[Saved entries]
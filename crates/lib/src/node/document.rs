//! Mutable runtime state attached to a node.
//!
//! The document is owned exclusively by the lifecycle engine while an
//! operation is dispatched: global state, the append-only history ledger,
//! the tracked-file cache and cheap derived values.

use std::collections::BTreeMap;
use std::path::PathBuf;

use chrono::{DateTime, Utc};
use serde::{Deserialize, Serialize};
use serde_json::Value;

use crate::tracker::CacheEntry;

/// Global lifecycle state of a node.
#[derive(Debug, Clone, Copy, PartialEq, Eq, Serialize, Deserialize)]
#[serde(rename_all = "snake_case")]
pub enum NodeState {
  /// No operation has run yet.
  Unset,
  /// An operation started; for terminal operations this also covers the
  /// window between submission and a successful probe.
  Started,
  /// A second dispatch observed `started` and flipped here; treated as
  /// busy by eligibility checks.
  TmpLock,
  /// The node's operation finished; children may materialize.
  Ready,
  Failure,
  /// A terminal run's log ends without a completion or error marker.
  Incomplete,
  /// A terminal run's log ends with a completion marker.
  Completed,
}

impl NodeState {
  pub fn as_str(&self) -> &'static str {
    match self {
      NodeState::Unset => "unset",
      NodeState::Started => "started",
      NodeState::TmpLock => "tmp_lock",
      NodeState::Ready => "ready",
      NodeState::Failure => "failure",
      NodeState::Incomplete => "incomplete",
      NodeState::Completed => "completed",
    }
  }
}

impl std::fmt::Display for NodeState {
  fn fmt(&self, f: &mut std::fmt::Formatter<'_>) -> std::fmt::Result {
    f.write_str(self.as_str())
  }
}

/// Classification of an executed step.
#[derive(Debug, Clone, Copy, PartialEq, Eq, Serialize, Deserialize)]
#[serde(rename_all = "snake_case")]
pub enum StepType {
  /// An external command (shell or argv).
  Shell,
  /// An internal file-mutation function.
  Internal,
}

/// Outcome recorded for an executed step.
#[derive(Debug, Clone, Copy, PartialEq, Eq, Serialize, Deserialize)]
#[serde(rename_all = "snake_case")]
pub enum StepOutcome {
  /// Handed off for out-of-process execution; completion unknown.
  Started,
  Success,
  Failure,
}

/// Where a step's captured output lives.
///
/// Output below the inline threshold is stored directly in the ledger;
/// anything larger is written to a log file and referenced by path.
#[derive(Debug, Clone, PartialEq, Serialize, Deserialize)]
#[serde(rename_all = "snake_case")]
pub enum LogRef {
  Inline(String),
  File(PathBuf),
}

/// One record in the append-only history ledger.
#[derive(Debug, Clone, PartialEq, Serialize, Deserialize)]
pub struct HistoryEntry {
  /// What was executed, as a human-readable command line or step name.
  pub command: String,
  pub step_type: StepType,
  pub log: LogRef,
  pub state: StepOutcome,
  pub timestamp: DateTime<Utc>,
  #[serde(default)]
  pub flags: Vec<String>,
}

/// Mutable per-node runtime state.
#[derive(Debug, Clone, PartialEq, Serialize, Deserialize)]
pub struct Document {
  pub state: NodeState,
  /// Append-only ledger of executed steps.
  pub history: Vec<HistoryEntry>,
  /// Relative file path → cached content hash and mtime.
  pub cache: BTreeMap<String, CacheEntry>,
  /// Cheap derived scalars (cell counts and the like).
  pub derived: BTreeMap<String, Value>,
  /// True once parent→child materialization has completed.
  pub init_dependent: bool,
}

impl Default for Document {
  fn default() -> Self {
    Self::new()
  }
}

impl Document {
  pub fn new() -> Self {
    Self {
      state: NodeState::Unset,
      history: Vec::new(),
      cache: BTreeMap::new(),
      derived: BTreeMap::new(),
      init_dependent: false,
    }
  }

  pub fn record(&mut self, entry: HistoryEntry) {
    self.history.push(entry);
  }

  pub fn last_entry(&self) -> Option<&HistoryEntry> {
    self.history.last()
  }

  /// True if a step with this command already succeeded.
  ///
  /// Used by the engine to avoid duplicate side effects when an operation
  /// is re-dispatched after a partial failure.
  pub fn step_succeeded(&self, command: &str) -> bool {
    self
      .history
      .iter()
      .any(|e| e.command == command && e.state == StepOutcome::Success)
  }
}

- Aim of the exercise -
Among the records above, find the lines that contain "HistoryEntry" and copy every one.

- Worked solution -
pub struct HistoryEntry {
  pub history: Vec<HistoryEntry>,
  pub fn record(&mut self, entry: HistoryEntry) {
  pub fn last_entry(&self) -> Option<&HistoryEntry> {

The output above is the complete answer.